### Requirement
Go through the data line by line from the top, retyping each exactly, and end with the line that contains "pub enum ConfigError".

(Collected data)

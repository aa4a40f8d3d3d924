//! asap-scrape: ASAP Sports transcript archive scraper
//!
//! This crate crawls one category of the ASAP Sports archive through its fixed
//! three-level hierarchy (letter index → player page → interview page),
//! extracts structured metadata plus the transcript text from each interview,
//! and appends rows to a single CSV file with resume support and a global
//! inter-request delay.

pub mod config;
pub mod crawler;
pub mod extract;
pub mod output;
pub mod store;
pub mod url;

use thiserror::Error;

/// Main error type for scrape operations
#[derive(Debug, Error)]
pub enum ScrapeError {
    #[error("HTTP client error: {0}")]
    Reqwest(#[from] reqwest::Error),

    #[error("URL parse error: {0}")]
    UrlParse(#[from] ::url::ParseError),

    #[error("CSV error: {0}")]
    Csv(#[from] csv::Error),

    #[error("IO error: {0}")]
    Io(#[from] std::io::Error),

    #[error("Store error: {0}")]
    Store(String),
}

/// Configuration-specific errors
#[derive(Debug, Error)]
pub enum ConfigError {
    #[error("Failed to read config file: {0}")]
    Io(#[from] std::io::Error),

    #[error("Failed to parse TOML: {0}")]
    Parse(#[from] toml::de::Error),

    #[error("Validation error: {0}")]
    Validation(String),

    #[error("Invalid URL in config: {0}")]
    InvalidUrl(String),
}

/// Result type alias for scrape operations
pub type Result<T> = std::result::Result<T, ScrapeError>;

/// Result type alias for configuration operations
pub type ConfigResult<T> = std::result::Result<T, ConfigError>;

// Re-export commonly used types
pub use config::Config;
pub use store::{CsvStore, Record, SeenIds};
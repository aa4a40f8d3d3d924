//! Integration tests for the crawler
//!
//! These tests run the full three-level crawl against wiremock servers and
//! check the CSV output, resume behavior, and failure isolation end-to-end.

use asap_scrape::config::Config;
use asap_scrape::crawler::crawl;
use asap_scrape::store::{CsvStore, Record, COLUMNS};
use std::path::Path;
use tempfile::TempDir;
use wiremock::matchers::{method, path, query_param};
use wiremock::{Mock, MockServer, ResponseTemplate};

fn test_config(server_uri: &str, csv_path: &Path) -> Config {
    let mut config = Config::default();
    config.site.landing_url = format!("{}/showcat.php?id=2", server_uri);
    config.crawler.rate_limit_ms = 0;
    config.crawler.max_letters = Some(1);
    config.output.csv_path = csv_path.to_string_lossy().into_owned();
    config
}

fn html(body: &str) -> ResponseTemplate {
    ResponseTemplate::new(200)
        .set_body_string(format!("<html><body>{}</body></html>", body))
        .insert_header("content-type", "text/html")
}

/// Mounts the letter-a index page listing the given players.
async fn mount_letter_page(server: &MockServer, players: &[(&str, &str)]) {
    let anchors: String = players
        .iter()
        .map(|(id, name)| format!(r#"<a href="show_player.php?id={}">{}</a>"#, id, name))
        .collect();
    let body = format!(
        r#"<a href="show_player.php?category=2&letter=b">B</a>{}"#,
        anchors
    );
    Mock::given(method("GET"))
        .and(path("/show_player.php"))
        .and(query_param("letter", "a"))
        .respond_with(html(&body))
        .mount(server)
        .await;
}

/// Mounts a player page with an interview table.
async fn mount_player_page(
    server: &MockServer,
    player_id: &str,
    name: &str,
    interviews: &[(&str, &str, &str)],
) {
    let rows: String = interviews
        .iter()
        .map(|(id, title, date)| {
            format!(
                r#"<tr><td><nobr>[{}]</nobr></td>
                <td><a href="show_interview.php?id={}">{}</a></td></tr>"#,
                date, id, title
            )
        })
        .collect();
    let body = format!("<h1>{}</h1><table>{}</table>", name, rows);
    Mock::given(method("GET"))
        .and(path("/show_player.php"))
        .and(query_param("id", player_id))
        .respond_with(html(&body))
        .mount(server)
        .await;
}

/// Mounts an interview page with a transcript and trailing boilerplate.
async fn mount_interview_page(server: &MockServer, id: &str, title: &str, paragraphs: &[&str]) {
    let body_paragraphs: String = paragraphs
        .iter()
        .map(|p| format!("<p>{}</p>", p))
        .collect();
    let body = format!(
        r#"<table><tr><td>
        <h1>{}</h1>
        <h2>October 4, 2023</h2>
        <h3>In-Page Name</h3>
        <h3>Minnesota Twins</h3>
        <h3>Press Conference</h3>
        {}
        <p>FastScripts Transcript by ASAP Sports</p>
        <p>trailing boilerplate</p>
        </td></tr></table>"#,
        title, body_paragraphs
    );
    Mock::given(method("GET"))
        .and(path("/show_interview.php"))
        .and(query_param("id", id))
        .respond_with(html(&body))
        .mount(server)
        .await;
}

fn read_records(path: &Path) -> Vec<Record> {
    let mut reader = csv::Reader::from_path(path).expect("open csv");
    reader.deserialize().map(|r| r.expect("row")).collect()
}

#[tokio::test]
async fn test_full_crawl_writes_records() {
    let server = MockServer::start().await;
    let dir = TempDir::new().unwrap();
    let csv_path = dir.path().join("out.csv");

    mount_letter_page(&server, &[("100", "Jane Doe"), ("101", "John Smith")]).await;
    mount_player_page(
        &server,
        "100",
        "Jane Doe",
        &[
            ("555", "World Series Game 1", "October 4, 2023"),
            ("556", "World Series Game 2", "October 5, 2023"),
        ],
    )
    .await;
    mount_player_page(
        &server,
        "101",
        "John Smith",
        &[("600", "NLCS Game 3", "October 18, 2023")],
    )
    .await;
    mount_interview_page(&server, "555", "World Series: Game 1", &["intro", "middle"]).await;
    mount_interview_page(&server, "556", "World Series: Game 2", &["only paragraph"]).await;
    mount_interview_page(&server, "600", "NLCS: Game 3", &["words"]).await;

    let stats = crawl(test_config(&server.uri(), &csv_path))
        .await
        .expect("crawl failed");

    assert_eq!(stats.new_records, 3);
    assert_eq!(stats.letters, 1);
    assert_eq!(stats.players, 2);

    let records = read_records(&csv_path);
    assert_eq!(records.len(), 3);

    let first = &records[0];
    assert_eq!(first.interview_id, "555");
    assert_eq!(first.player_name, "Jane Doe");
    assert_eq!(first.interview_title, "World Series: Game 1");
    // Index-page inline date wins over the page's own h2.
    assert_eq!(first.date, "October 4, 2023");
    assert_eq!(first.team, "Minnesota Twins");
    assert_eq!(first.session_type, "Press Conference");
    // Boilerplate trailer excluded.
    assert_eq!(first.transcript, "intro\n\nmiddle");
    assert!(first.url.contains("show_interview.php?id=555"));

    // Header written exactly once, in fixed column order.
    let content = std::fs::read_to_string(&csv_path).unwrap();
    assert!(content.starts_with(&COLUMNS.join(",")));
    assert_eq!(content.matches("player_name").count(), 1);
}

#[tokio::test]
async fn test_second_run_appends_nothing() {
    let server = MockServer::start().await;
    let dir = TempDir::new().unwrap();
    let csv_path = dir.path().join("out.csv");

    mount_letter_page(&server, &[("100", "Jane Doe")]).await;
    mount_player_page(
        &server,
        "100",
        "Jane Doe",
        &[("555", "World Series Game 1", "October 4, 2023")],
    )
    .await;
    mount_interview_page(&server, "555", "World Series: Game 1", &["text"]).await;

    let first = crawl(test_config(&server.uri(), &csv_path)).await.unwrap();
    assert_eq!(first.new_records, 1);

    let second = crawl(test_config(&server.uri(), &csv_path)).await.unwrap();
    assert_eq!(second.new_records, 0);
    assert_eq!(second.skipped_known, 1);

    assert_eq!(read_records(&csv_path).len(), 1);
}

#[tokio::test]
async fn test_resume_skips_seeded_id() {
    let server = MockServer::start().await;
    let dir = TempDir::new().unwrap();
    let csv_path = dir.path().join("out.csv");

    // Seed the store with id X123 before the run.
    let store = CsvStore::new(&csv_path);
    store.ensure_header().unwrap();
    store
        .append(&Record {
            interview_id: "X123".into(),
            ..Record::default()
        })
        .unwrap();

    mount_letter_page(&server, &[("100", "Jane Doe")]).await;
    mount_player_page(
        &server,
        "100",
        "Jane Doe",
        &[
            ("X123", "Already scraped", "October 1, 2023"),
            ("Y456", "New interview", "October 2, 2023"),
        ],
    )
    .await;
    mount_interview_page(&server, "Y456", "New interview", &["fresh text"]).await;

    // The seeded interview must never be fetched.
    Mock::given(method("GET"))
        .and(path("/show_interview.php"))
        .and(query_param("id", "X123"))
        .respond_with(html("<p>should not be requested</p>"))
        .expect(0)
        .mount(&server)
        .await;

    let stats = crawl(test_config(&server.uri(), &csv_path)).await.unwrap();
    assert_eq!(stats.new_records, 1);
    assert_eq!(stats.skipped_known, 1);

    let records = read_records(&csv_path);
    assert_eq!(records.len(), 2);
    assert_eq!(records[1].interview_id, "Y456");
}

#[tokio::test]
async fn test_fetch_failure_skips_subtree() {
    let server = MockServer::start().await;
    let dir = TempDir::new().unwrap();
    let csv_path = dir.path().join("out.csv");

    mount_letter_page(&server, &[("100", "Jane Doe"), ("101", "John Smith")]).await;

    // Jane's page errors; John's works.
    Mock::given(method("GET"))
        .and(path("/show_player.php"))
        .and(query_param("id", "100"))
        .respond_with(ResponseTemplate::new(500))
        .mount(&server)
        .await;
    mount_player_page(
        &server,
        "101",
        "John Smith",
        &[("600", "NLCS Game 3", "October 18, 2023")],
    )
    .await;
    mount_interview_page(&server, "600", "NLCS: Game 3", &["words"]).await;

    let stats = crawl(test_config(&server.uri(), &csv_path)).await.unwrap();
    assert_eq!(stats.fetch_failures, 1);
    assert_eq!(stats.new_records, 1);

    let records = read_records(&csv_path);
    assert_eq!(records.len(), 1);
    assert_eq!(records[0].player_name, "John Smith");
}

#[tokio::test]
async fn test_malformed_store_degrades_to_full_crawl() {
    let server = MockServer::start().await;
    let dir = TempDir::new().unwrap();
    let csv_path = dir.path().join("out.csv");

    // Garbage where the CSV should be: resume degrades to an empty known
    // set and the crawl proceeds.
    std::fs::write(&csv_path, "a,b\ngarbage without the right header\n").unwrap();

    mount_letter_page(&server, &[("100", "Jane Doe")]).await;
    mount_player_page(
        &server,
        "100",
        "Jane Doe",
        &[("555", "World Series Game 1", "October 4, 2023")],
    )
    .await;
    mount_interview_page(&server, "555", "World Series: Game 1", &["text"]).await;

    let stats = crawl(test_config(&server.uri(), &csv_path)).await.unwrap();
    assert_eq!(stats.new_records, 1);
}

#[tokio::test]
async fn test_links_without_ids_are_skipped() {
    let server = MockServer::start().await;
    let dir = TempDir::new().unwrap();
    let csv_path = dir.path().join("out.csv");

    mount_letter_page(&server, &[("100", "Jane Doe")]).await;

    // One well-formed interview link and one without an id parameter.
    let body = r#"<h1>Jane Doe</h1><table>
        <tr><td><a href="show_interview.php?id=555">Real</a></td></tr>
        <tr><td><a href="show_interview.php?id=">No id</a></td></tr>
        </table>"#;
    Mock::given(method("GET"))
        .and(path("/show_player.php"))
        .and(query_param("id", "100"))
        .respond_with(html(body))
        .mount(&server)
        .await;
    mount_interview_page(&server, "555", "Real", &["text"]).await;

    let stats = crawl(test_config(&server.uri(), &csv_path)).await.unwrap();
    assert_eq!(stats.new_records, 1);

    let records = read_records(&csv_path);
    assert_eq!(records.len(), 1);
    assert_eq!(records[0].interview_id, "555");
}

### Your solution
repository aa4a40f8d3d3d924
//! asap-scrape: ASAP Sports transcript archive scraper
//!
//! This crate crawls one category of the ASAP Sports archive through its fixed
//! three-level hierarchy (letter index → player page → interview page),
//! extracts structured metadata plus the transcript text from each interview,
//! and appends rows to a single CSV file with resume support and a global
//! inter-request delay.

pub mod config;
pub mod crawler;
pub mod extract;
pub mod output;
pub mod store;
pub mod url;

use thiserror::Error;

/// Main error type for scrape operations
#[derive(Debug, Error)]
pub enum ScrapeError {
    #[error("HTTP client error: {0}")]
    Reqwest(#[from] reqwest::Error),

    #[error("URL parse error: {0}")]
    UrlParse(#[from] ::url::ParseError),

    #[error("CSV error: {0}")]
    Csv(#[from] csv::Error),

    #[error("IO error: {0}")]
    Io(#[from] std::io::Error),

    #[error("Store error: {0}")]
    Store(String),
}

/// Configuration-specific errors
#[derive(Debug, Error)]
pub enum ConfigError {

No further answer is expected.